**PROBLEM TO WORK ON**
Take from the material every line containing the string "next" and copy it.

=== Begin Enclosure ===

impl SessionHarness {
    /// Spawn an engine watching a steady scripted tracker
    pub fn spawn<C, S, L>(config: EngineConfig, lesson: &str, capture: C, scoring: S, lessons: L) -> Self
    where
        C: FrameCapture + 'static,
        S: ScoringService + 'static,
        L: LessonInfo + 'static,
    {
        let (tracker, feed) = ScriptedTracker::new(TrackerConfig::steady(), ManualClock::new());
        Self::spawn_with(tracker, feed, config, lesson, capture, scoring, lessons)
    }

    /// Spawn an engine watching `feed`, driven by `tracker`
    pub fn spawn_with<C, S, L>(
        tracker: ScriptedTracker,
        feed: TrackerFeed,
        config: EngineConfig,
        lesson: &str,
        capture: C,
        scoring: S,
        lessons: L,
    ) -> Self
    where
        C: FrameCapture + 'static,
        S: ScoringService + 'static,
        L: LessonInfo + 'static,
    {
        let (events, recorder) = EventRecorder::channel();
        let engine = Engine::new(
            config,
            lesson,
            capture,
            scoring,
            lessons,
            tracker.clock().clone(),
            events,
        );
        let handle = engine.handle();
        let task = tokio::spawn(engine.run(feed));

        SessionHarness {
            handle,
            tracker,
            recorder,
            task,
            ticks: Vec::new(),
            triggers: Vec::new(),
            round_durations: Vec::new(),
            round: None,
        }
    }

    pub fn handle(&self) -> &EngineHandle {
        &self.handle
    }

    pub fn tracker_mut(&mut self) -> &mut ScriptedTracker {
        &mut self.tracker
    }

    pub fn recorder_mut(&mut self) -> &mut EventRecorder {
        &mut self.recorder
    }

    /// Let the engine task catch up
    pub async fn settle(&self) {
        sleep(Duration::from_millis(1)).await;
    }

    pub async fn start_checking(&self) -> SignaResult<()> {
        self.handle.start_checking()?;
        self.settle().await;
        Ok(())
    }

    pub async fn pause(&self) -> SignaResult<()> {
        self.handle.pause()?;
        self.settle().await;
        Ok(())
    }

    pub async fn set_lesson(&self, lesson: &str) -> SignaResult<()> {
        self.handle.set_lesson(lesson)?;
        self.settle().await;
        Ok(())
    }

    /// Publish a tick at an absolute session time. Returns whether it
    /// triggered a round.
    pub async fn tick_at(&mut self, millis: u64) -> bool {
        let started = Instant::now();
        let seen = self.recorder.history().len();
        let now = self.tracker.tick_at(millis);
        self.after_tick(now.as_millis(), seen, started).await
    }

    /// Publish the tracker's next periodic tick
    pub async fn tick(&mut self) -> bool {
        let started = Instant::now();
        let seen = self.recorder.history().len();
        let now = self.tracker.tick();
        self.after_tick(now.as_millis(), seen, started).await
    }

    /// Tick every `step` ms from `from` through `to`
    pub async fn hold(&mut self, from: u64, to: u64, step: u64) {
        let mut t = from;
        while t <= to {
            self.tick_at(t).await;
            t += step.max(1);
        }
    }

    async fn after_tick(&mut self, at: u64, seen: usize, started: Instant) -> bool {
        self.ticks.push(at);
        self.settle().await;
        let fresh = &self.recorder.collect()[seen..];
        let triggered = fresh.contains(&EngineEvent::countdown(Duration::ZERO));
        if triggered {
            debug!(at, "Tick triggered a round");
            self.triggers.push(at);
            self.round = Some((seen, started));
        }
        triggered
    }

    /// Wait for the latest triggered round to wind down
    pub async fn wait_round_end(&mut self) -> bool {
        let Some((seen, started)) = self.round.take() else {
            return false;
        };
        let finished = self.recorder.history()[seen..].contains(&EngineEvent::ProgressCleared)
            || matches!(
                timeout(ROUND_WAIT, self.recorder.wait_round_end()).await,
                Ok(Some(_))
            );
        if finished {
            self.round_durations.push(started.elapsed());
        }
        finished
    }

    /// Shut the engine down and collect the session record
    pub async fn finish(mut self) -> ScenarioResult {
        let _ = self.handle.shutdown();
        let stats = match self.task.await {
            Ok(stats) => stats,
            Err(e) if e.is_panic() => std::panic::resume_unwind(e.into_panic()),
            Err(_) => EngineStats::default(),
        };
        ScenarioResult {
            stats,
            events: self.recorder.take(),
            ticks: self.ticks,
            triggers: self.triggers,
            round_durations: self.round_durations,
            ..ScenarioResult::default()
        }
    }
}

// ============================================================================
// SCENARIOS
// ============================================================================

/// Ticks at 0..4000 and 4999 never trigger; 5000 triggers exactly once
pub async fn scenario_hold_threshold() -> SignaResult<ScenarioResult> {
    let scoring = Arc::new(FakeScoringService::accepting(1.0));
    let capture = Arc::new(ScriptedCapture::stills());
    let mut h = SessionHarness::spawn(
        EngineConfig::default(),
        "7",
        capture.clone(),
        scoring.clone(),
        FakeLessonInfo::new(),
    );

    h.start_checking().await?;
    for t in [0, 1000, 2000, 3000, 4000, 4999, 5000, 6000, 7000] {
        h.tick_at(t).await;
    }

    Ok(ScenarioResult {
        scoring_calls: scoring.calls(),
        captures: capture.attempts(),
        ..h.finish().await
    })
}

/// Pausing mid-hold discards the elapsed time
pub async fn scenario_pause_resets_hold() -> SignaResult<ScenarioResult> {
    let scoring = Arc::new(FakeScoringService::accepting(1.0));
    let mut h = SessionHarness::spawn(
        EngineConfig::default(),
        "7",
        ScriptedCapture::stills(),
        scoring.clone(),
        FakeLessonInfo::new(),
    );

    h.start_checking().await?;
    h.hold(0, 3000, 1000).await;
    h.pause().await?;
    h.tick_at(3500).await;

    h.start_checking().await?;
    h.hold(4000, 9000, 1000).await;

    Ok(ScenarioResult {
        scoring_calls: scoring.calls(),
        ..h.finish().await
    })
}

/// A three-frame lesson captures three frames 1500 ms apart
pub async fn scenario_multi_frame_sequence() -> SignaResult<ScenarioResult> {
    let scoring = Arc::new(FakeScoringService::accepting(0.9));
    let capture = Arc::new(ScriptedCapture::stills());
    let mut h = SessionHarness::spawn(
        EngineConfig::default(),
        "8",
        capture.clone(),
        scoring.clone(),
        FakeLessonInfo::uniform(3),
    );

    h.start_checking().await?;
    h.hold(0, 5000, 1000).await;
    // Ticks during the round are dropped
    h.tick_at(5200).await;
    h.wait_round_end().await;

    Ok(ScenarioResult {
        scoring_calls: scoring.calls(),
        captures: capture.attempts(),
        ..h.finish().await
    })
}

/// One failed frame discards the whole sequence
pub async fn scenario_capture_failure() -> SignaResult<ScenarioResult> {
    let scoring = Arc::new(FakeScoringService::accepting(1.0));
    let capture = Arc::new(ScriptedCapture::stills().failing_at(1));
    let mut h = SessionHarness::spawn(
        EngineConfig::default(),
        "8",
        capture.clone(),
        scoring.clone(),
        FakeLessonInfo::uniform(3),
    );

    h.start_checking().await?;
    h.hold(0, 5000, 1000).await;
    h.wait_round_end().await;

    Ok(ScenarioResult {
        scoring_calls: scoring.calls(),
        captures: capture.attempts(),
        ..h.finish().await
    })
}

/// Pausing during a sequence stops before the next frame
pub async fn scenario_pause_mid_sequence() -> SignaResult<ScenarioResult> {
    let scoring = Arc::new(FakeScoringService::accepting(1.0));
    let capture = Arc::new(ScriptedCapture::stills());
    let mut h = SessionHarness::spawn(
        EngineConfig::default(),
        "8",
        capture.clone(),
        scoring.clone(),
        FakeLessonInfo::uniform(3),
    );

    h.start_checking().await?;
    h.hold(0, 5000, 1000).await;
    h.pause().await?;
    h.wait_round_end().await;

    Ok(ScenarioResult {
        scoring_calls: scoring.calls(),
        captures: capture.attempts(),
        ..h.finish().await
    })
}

=== End Enclosure ===

**ANSWER SPACE**
    /// Publish the tracker's next periodic tick
/// Pausing during a sequence stops before the next frame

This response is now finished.